Parceria Corinthians-MSI é aprovada e torcida protesta
PUBLICAÇÃO
quinta-feira, 25 de novembro de 2004
Agência Estado 
São Paulo - A novela durou mais de três meses e teve, na noite de terça-feira, se não o último, um de seus capítulos decisivos: o Conselho Deliberativo do Corinthians aprovou a parceria com a Media Sports Investiment (MSI). A oposição, inconformada com o resultado, tentou melar a reunião saindo momentos antes da votação, mas não obteve êxito.
O conselheiro Romeu Tuma Júnior, contrário ao acordo, se aproveitou de um erro do presidente do conselho, José de Castro Bigi por engano, deu por encerrada a assembléia antes de conhecer o voto dos presentes , e deixou o salão seguido de 15 outros conselheiros. Bigi, no entanto, retomou os trabalhos, nos quais a maioria absoluta aprovou a parceria. O resultado é uma vitória do presidente do clube, Alberto Dualib, e sua turma. A comemoração dos cartolas varou a madrugada.
O conselheiro Rubens Aprobatto Machado disse que a decisão não tem nenhuma validade e diz que terá de ser marcada nova reunião do Conselho para votar a parceria.

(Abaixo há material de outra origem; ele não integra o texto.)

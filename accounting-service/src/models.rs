use chrono::{DateTime, NaiveDate, Utc};
use rust_decimal::Decimal;
use serde::{Deserialize, Serialize};
use std::fmt;
use std::str::FromStr;
use uuid::Uuid;

use crate::error::AccountingError;

// =============================================================================
// Chart of Accounts
// =============================================================================

/// Account type in accounting
#[derive(Debug, Clone, Copy, PartialEq, Eq, Hash, Serialize, Deserialize)]
#[serde(rename_all = "UPPERCASE")]
pub enum AccountType {
    Asset,
    Liability,
    Equity,
    Income,
    Expense,
}

impl AccountType {
    pub const ALL: [AccountType; 5] = [
        AccountType::Asset,
        AccountType::Liability,
        AccountType::Equity,
        AccountType::Income,
        AccountType::Expense,
    ];

    pub fn as_str(&self) -> &'static str {
        match self {
            AccountType::Asset => "ASSET",
            AccountType::Liability => "LIABILITY",
            AccountType::Equity => "EQUITY",
            AccountType::Income => "INCOME",
            AccountType::Expense => "EXPENSE",
        }
    }

    /// Assets and expenses carry debit (positive) balances
    pub fn is_debit_normal(&self) -> bool {
        matches!(self, AccountType::Asset | AccountType::Expense)
    }
}

impl fmt::Display for AccountType {
    fn fmt(&self, f: &mut fmt::Formatter<'_>) -> fmt::Result {
        f.write_str(self.as_str())
    }
}

impl FromStr for AccountType {
    type Err = AccountingError;

    fn from_str(s: &str) -> Result<Self, Self::Err> {
        match s.trim().to_ascii_uppercase().as_str() {
            "ASSET" => Ok(AccountType::Asset),
            "LIABILITY" => Ok(AccountType::Liability),
            "EQUITY" => Ok(AccountType::Equity),
            "INCOME" | "REVENUE" => Ok(AccountType::Income),
            "EXPENSE" => Ok(AccountType::Expense),
            other => Err(AccountingError::Validation(format!(
                "unknown account type '{}'",
                other
            ))),
        }
    }
}

/// Chart of Accounts - Account definition
#[derive(Debug, Clone, PartialEq, Eq, Serialize, Deserialize)]
pub struct Account {
    pub id: Uuid,
    pub company_id: Uuid,
    pub code: String, // e.g., "1000", "1020", "4000"
    pub name: String,
    pub account_type: AccountType,
}

/// Entry used to seed or reset a company's chart of accounts
#[derive(Debug, Clone, PartialEq, Eq, Serialize, Deserialize)]
pub struct ChartEntry {
    pub code: String,
    pub name: String,
    pub account_type: AccountType,
}

impl ChartEntry {
    pub fn new(code: impl Into<String>, name: impl Into<String>, account_type: AccountType) -> Self {
        Self {
            code: code.into(),
            name: name.into(),
            account_type,
        }
    }
}

// =============================================================================
// General Ledger
// =============================================================================

/// Business document a transaction was generated from
#[derive(Debug, Clone, Copy, PartialEq, Eq, Serialize, Deserialize)]
#[serde(tag = "kind", content = "id", rename_all = "snake_case")]
pub enum SourceDocument {
    Invoice(Uuid),
    TimeEntry(Uuid),
}

/// Double-entry transaction; line amounts are signed (debit positive, credit negative)
#[derive(Debug, Clone, PartialEq, Serialize, Deserialize)]
pub struct Transaction {
    pub id: Uuid,
    pub company_id: Uuid,
    pub date: NaiveDate,
    pub currency: String,
    pub description: String,
    pub project_id: Option<Uuid>,
    pub source: Option<SourceDocument>,
    pub lines: Vec<TransactionLine>,
}

impl Transaction {
    pub fn total(&self) -> Decimal {
        self.lines.iter().map(|l| l.amount).sum()
    }
}

#[derive(Debug, Clone, PartialEq, Serialize, Deserialize)]
pub struct TransactionLine {
    pub id: Uuid,
    pub transaction_id: Uuid,
    pub account_id: Uuid,
    pub amount: Decimal,
    pub memo: Option<String>,
}

/// Line of a transaction that has not been posted yet
#[derive(Debug, Clone, PartialEq, Serialize, Deserialize)]
pub struct NewLine {
    pub account_id: Uuid,
    pub amount: Decimal,
    #[serde(default)]
    pub memo: Option<String>,
}

impl NewLine {
    pub fn new(account_id: Uuid, amount: Decimal) -> Self {
        Self {
            account_id,
            amount,
            memo: None,
        }
    }

    pub fn with_memo(mut self, memo: impl Into<String>) -> Self {
        self.memo = Some(memo.into());
        self
    }
}

/// Posting request for the general ledger
#[derive(Debug, Clone, PartialEq, Serialize, Deserialize)]
pub struct NewTransaction {
    pub company_id: Uuid,
    pub date: NaiveDate,
    pub currency: String,
    #[serde(default)]
    pub description: String,
    #[serde(default)]
    pub project_id: Option<Uuid>,
    #[serde(default)]
    pub source: Option<SourceDocument>,
    pub lines: Vec<NewLine>,
}

/// Ledger line joined with its transaction and account, as used by cash reports
#[derive(Debug, Clone, PartialEq, Serialize, Deserialize)]
pub struct CashLine {
    pub line_id: Uuid,
    pub transaction_id: Uuid,
    pub date: NaiveDate,
    pub currency: String,
    pub description: String,
    pub memo: Option<String>,
    pub amount: Decimal,
    pub account_id: Uuid,
    pub account_code: String,
    pub account_name: String,
}

#[derive(Debug, Clone, Copy, PartialEq, Eq, Default, Serialize, Deserialize)]
#[serde(rename_all = "lowercase")]
pub enum SortOrder {
    Ascending,
    #[default]
    Descending,
}

impl SortOrder {
    pub fn as_sql(&self) -> &'static str {
        match self {
            SortOrder::Ascending => "ASC",
            SortOrder::Descending => "DESC",
        }
    }
}

#[derive(Debug, Clone, PartialEq, Eq)]
pub struct CashLineQuery {
    pub company_id: Uuid,
    pub account_code_prefix: String,
    pub limit: usize,
    pub order: SortOrder,
}

/// Account with its signed ledger balance
#[derive(Debug, Clone, PartialEq, Serialize, Deserialize)]
pub struct AccountBalance {
    pub account: Account,
    pub balance: Decimal,
}

// =============================================================================
// Trust Subledger
// =============================================================================

#[derive(Debug, Clone, Copy, PartialEq, Eq, Hash, Serialize, Deserialize)]
#[serde(rename_all = "UPPERCASE")]
pub enum TrustAccountType {
    Retainer,
    Expense,
}

impl TrustAccountType {
    pub fn as_str(&self) -> &'static str {
        match self {
            TrustAccountType::Retainer => "RETAINER",
            TrustAccountType::Expense => "EXPENSE",
        }
    }
}

impl fmt::Display for TrustAccountType {
    fn fmt(&self, f: &mut fmt::Formatter<'_>) -> fmt::Result {
        f.write_str(self.as_str())
    }
}

impl FromStr for TrustAccountType {
    type Err = AccountingError;

    fn from_str(s: &str) -> Result<Self, Self::Err> {
        match s.trim().to_ascii_uppercase().as_str() {
            "RETAINER" => Ok(TrustAccountType::Retainer),
            "EXPENSE" => Ok(TrustAccountType::Expense),
            other => Err(AccountingError::Validation(format!(
                "unknown trust account type '{}'",
                other
            ))),
        }
    }
}

/// Client funds held per project and currency. `project_id == None` marks an orphan.
#[derive(Debug, Clone, PartialEq, Eq, Serialize, Deserialize)]
pub struct TrustAccount {
    pub id: Uuid,
    pub client_id: Uuid,
    pub project_id: Option<Uuid>,
    pub currency: String,
    pub account_type: TrustAccountType,
    pub balance: Decimal,
}

impl TrustAccount {
    pub fn key(&self) -> Option<TrustAccountKey> {
        self.project_id.map(|project_id| TrustAccountKey {
            project_id,
            account_type: self.account_type,
            currency: self.currency.clone(),
        })
    }
}

/// Uniqueness key of a live trust account
#[derive(Debug, Clone, PartialEq, Eq, Hash, Serialize, Deserialize)]
pub struct TrustAccountKey {
    pub project_id: Uuid,
    pub account_type: TrustAccountType,
    pub currency: String,
}

#[derive(Debug, Clone, PartialEq, Eq, Serialize, Deserialize)]
pub struct TrustTransaction {
    pub id: Uuid,
    pub trust_account_id: Uuid,
    pub amount: Decimal,
    pub date: NaiveDate,
    pub memo: String,
}

/// Result of posting to a trust account
#[derive(Debug, Clone, PartialEq, Eq, Serialize, Deserialize)]
pub struct TrustPosting {
    pub entry: TrustTransaction,
    pub balance: Decimal,
}

// =============================================================================
// Settings
// =============================================================================

#[derive(Debug, Clone, PartialEq, Eq, Serialize, Deserialize)]
pub struct Setting {
    pub key: String,
    pub value: String,
    pub updated_at: DateTime<Utc>,
}

// =============================================================================
// Practice records referenced by the ledger
// =============================================================================

#[derive(Debug, Clone, PartialEq, Eq, Serialize, Deserialize)]
pub struct Client {
    pub id: Uuid,
    pub company_id: Uuid,
    pub name: String,
}

#[derive(Debug, Clone, PartialEq, Eq, Serialize, Deserialize)]
pub struct Project {
    pub id: Uuid,
    pub client_id: Uuid,
    pub name: String,
}

#[derive(Debug, Clone, PartialEq, Eq, Serialize, Deserialize)]
pub struct Invoice {
    pub id: Uuid,
    pub project_id: Uuid,
    pub number: String,
    pub amount: Decimal,
    pub currency: String,
    pub issued_on: NaiveDate,
}

#[derive(Debug, Clone, PartialEq, Eq, Serialize, Deserialize)]
pub struct TimeEntry {
    pub id: Uuid,
    pub project_id: Uuid,
    pub lawyer_id: Uuid,
    pub hours: Decimal,
    pub rate: Decimal,
    pub worked_on: NaiveDate,
    pub description: String,
}

/// Lawyer staffed on a project in a given position (partner, associate, ...)
#[derive(Debug, Clone, PartialEq, Eq, Serialize, Deserialize)]
pub struct ProjectAssignment {
    pub id: Uuid,
    pub project_id: Uuid,
    pub lawyer_id: Uuid,
    pub position: String,
}
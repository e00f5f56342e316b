use accounting_service::{IncomeSummary, TrialBalance};
use axum::extract::State;
use uuid::Uuid;

use crate::error::{api_success, ApiResult};
use crate::extract::AppPath;
use crate::server::LedgerServer;

pub async fn trial_balance(
    State(server): State<LedgerServer>,
    AppPath(company_id): AppPath<Uuid>,
) -> ApiResult<TrialBalance> {
    let report = server.service.reports().trial_balance(company_id).await?;
    Ok(api_success(report))
}

pub async fn income_summary(
    State(server): State<LedgerServer>,
    AppPath(company_id): AppPath<Uuid>,
) -> ApiResult<IncomeSummary> {
    let report = server.service.reports().income_summary(company_id).await?;
    Ok(api_success(report))
}
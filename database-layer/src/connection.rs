// Database connection management
use crate::config::DatabaseConfig;
use crate::error::{DatabaseError, DatabaseResult};
use sqlx::postgres::{PgConnectOptions, PgPoolOptions};
use sqlx::PgPool;
use std::str::FromStr;
use std::time::Duration;
use tracing::{info, warn};

/// Database connection pool wrapper
#[derive(Clone, Debug)]
pub struct DatabasePool {
    pool: PgPool,
}

impl DatabasePool {
    /// Create a new database pool from configuration
    pub async fn connect(config: &DatabaseConfig) -> DatabaseResult<Self> {
        let mut options = PgConnectOptions::from_str(&config.url)
            .map_err(|e| DatabaseError::ConnectionFailed(e.to_string()))?;
        if config.statement_timeout_ms > 0 {
            let timeout = config.statement_timeout_ms.to_string();
            options = options.options([("statement_timeout", timeout.as_str())]);
        }

        let pool = PgPoolOptions::new()
            .max_connections(config.max_connections)
            .min_connections(config.min_connections)
            .acquire_timeout(Duration::from_secs(config.acquire_timeout_secs))
            .idle_timeout(Duration::from_secs(config.idle_timeout_secs))
            .connect_with(options)
            .await
            .map_err(|e| DatabaseError::ConnectionFailed(e.to_string()))?;

        info!(
            url = %config.masked_url(),
            max_connections = config.max_connections,
            statement_timeout_ms = config.statement_timeout_ms,
            "Database connection pool created"
        );

        Ok(Self { pool })
    }

    /// Wrap an existing pool
    pub fn from_pool(pool: PgPool) -> Self {
        Self { pool }
    }

    /// Get the underlying PgPool
    pub fn pool(&self) -> &PgPool {
        &self.pool
    }

    /// Check if the pool is healthy
    pub async fn is_healthy(&self) -> bool {
        match sqlx::query("SELECT 1").fetch_one(&self.pool).await {
            Ok(_) => true,
            Err(e) => {
                warn!("Database health check failed: {}", e);
                false
            }
        }
    }

    /// Close the pool
    pub async fn close(&self) {
        self.pool.close().await;
        info!("Database connection pool closed");
    }
}
mod common;

use accounting_service::store::LedgerStore;
use accounting_service::*;
use common::{date, Fixture};
use rust_decimal::Decimal;
use rust_decimal_macros::dec;
use std::collections::HashSet;
use std::sync::Arc;

#[tokio::test(flavor = "multi_thread", worker_threads = 4)]
async fn concurrent_get_or_create_converges_on_one_account() {
    let fx = Arc::new(Fixture::new().await);

    let mut handles = Vec::new();
    for _ in 0..8 {
        let fx = fx.clone();
        handles.push(tokio::spawn(async move {
            fx.service
                .trust()
                .get_or_create_trust_account(fx.project.id, fx.client.id, TrustAccountType::Retainer, "USD")
                .await
        }));
    }

    let mut ids = HashSet::new();
    for handle in handles {
        ids.insert(handle.await.unwrap().unwrap().id);
    }
    assert_eq!(ids.len(), 1);
}

#[tokio::test]
async fn lost_creation_race_rereads_the_winner() {
    let fx = Fixture::new().await;
    let winner = fx.retainer().await;

    // The next lookup misses, so the insert collides with the existing row
    fx.store.hide_trust_accounts_for(1);
    let account = fx.retainer().await;
    assert_eq!(account.id, winner.id);
}

#[tokio::test]
async fn persistent_conflicts_give_up_after_the_retry_budget() {
    let fx = Fixture::new().await;
    fx.retainer().await;

    fx.store.hide_trust_accounts_for(100);
    let err = fx
        .service
        .trust()
        .get_or_create_trust_account(fx.project.id, fx.client.id, TrustAccountType::Retainer, "USD")
        .await
        .unwrap_err();
    assert!(matches!(err, AccountingError::Conflict(_)));
}

#[tokio::test]
async fn trust_accounts_are_keyed_by_type_and_currency() {
    let fx = Fixture::new().await;
    let trust = fx.service.trust();
    let usd = fx.retainer().await;
    let egp = trust
        .get_or_create_trust_account(fx.project.id, fx.client.id, TrustAccountType::Retainer, "egp")
        .await
        .unwrap();
    let expense = trust
        .get_or_create_trust_account(fx.project.id, fx.client.id, TrustAccountType::Expense, "USD")
        .await
        .unwrap();

    assert_ne!(usd.id, egp.id);
    assert_ne!(usd.id, expense.id);
    assert_eq!(egp.currency, "EGP");
    assert_eq!(usd.balance, Decimal::ZERO);
}

#[tokio::test]
async fn retainer_cannot_be_overdrawn() {
    let fx = Fixture::new().await;
    let trust = fx.service.trust();
    let account = fx.retainer().await;

    let deposit = trust
        .post_trust_transaction(account.id, dec!(1000), date(2024, 2, 1), "Initial retainer")
        .await
        .unwrap();
    assert_eq!(deposit.balance, dec!(1000));

    let err = trust
        .post_trust_transaction(account.id, dec!(-1500), date(2024, 2, 2), "Filing fees")
        .await
        .unwrap_err();
    assert!(matches!(err, AccountingError::NegativeBalance { balance, .. } if balance == dec!(1000)));

    let after = trust.get_trust_account(account.id).await.unwrap();
    assert_eq!(after.balance, dec!(1000));
    assert_eq!(trust.list_trust_transactions(account.id).await.unwrap().len(), 1);

    let exact = trust
        .post_trust_transaction(account.id, dec!(-1000), date(2024, 2, 3), "Refund")
        .await
        .unwrap();
    assert_eq!(exact.balance, Decimal::ZERO);
}

#[tokio::test]
async fn oversized_trust_postings_are_rejected() {
    let fx = Fixture::new().await;
    let trust = fx.service.trust();
    let account = fx.retainer().await;

    let err = trust
        .post_trust_transaction(account.id, Decimal::MAX, date(2024, 2, 1), "Wire")
        .await
        .unwrap_err();
    assert!(matches!(err, AccountingError::Validation(_)));

    let largest = dec!(99999999999999.99);
    trust
        .post_trust_transaction(account.id, largest, date(2024, 2, 1), "Wire")
        .await
        .unwrap();
    let err = trust
        .post_trust_transaction(account.id, largest, date(2024, 2, 2), "Second wire")
        .await
        .unwrap_err();
    assert!(matches!(err, AccountingError::Validation(_)));

    let after = trust.get_trust_account(account.id).await.unwrap();
    assert_eq!(after.balance, largest);
    assert_eq!(trust.list_trust_transactions(account.id).await.unwrap().len(), 1);
}

#[tokio::test]
async fn expense_accounts_may_go_negative_by_default() {
    let fx = Fixture::new().await;
    let trust = fx.service.trust();
    let account = trust
        .get_or_create_trust_account(fx.project.id, fx.client.id, TrustAccountType::Expense, "USD")
        .await
        .unwrap();

    let posting = trust
        .post_trust_transaction(account.id, dec!(-250), date(2024, 2, 1), "Courier advanced by firm")
        .await
        .unwrap();
    assert_eq!(posting.balance, dec!(-250));
}

#[tokio::test]
async fn stricter_policy_blocks_negative_expense_accounts() {
    let fx = Fixture::with_policy(LedgerPolicy {
        allow_negative_expense: false,
        ..LedgerPolicy::default()
    })
    .await;
    let trust = fx.service.trust();
    let account = trust
        .get_or_create_trust_account(fx.project.id, fx.client.id, TrustAccountType::Expense, "USD")
        .await
        .unwrap();

    let result = trust
        .post_trust_transaction(account.id, dec!(-1), date(2024, 2, 1), "Overdraw")
        .await;
    assert!(matches!(result, Err(AccountingError::NegativeBalance { .. })));
}

#[tokio::test]
async fn orphan_purge_is_idempotent() {
    let fx = Fixture::new().await;
    let trust = fx.service.trust();
    let account = fx.retainer().await;
    trust
        .post_trust_transaction(account.id, dec!(300), date(2024, 1, 5), "Retainer")
        .await
        .unwrap();
    trust
        .post_trust_transaction(account.id, dec!(-100), date(2024, 1, 6), "Court fee")
        .await
        .unwrap();

    assert!(trust.find_orphan_trust_accounts().await.unwrap().is_empty());
    fx.service.maintenance().delete_project(fx.project.id).await.unwrap();

    let orphans = trust.find_orphan_trust_accounts().await.unwrap();
    assert_eq!(orphans.len(), 1);
    assert_eq!(orphans[0].id, account.id);
    assert_eq!(orphans[0].project_id, None);

    let first = trust.purge_orphan_trust_accounts().await.unwrap();
    assert_eq!(first.purged.len(), 1);
    assert_eq!(first.transactions_removed(), 2);
    assert!(first.failed.is_empty());

    let second = trust.purge_orphan_trust_accounts().await.unwrap();
    assert_eq!(second, PurgeReport::default());
    assert!(fx.store.get_trust_account(account.id).await.unwrap().is_none());
}

#[tokio::test]
async fn one_failed_orphan_does_not_stop_the_rest() {
    let fx = Fixture::new().await;
    let trust = fx.service.trust();
    let practice = fx.service.practice();

    for name in ["Appeal", "Arbitration"] {
        let project = practice.create_project(fx.client.id, name).await.unwrap();
        let account = trust
            .get_or_create_trust_account(project.id, fx.client.id, TrustAccountType::Retainer, "USD")
            .await
            .unwrap();
        trust
            .post_trust_transaction(account.id, dec!(10), date(2024, 1, 1), "Deposit")
            .await
            .unwrap();
        fx.service.maintenance().delete_project(project.id).await.unwrap();
    }

    fx.store.fail_next_batch_after(1);
    let report = trust.purge_orphan_trust_accounts().await.unwrap();
    assert_eq!(report.purged.len(), 1);
    assert_eq!(report.failed.len(), 1);

    let retry = trust.purge_orphan_trust_accounts().await.unwrap();
    assert_eq!(retry.purged.len(), 1);
    assert_eq!(retry.purged[0].trust_account_id, report.failed[0].trust_account_id);
    assert!(trust.find_orphan_trust_accounts().await.unwrap().is_empty());
}

#[tokio::test]
async fn reconciliation_compares_subledger_with_trust_bank() {
    let fx = Fixture::new().await;
    let trust = fx.service.trust();
    let account = fx.retainer().await;

    trust
        .post_trust_transaction(account.id, dec!(500), date(2024, 3, 1), "Retainer received")
        .await
        .unwrap();
    fx.service
        .ledger()
        .post_transaction(
            fx.company_id,
            date(2024, 3, 1),
            vec![
                NewLine::new(fx.trust_bank.id, dec!(500)),
                NewLine::new(fx.trust_liability.id, dec!(-500)),
            ],
        )
        .await
        .unwrap();

    let matched = trust.reconcile(fx.company_id, "USD").await.unwrap();
    assert!(matched.in_balance);
    assert_eq!(matched.subledger_total, dec!(500));

    trust
        .post_trust_transaction(account.id, dec!(25), date(2024, 3, 2), "Top-up")
        .await
        .unwrap();
    let drifted = trust.reconcile(fx.company_id, "USD").await.unwrap();
    assert!(!drifted.in_balance);
    assert_eq!(drifted.difference, dec!(25));
}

O resultado começou a ser construído a partir das 18 horas, no encontro do Conselho de Orientação, que não levou em conta a argumentação dos opositores e, por 13 votos a 5 (com uma abstenção) deu o parecer favorável à união com a MSI. O vice-presidente de Futebol, Antonio Roque Citadini, que viu sua influência ser bastante reduzida, foi voto vencido.
Em outras palavras, uma senhora vitória da situação, do presidente Alberto Dualib e do empresário iraniano Kia Joorabchian, que passa a ser o homem forte corintiano. Até o fim de 2005, a MSI desembolsa US$ 35 milhões, US$ 20 milhões para o pagamento de dívidas e US$ 15 milhões para a formação do (vagamente prometido no contrato) ''supertime corintiano''.
A parceria foi aprovada, mas se engana quem pensa que a oposição vai ficar calada. Inconformado com resultado, Tuma Júnior declarava em alto e bom som: ''Nesta quarta-feira mesmo vamos levar o Corinthians e a MSI para a Justiça.'' Tuma, como a conselheira Marlene Matheus e outros cartolas da oposição, não conseguiam digerir o resultado.
Organizadas - As torcidas organizadas do Corinthians estão 'fechadas' na batalha contra a parceria. Gaviões, Camisa 12, Coringão Chop, Estopim e Pavilhão 9 estiveram na terça-feira à noite em frente ao portão principal do clube manifestando-se contra o acerto. As organizadas repudiam quatro pontos do documento: poder de decisão maior para a MSI (51%), a longa duração do acerto (10 anos), o 'baixo' valor do contrato (US$ 35 milhões), a pequena representatividade do clube na dobradinha (dois diretores).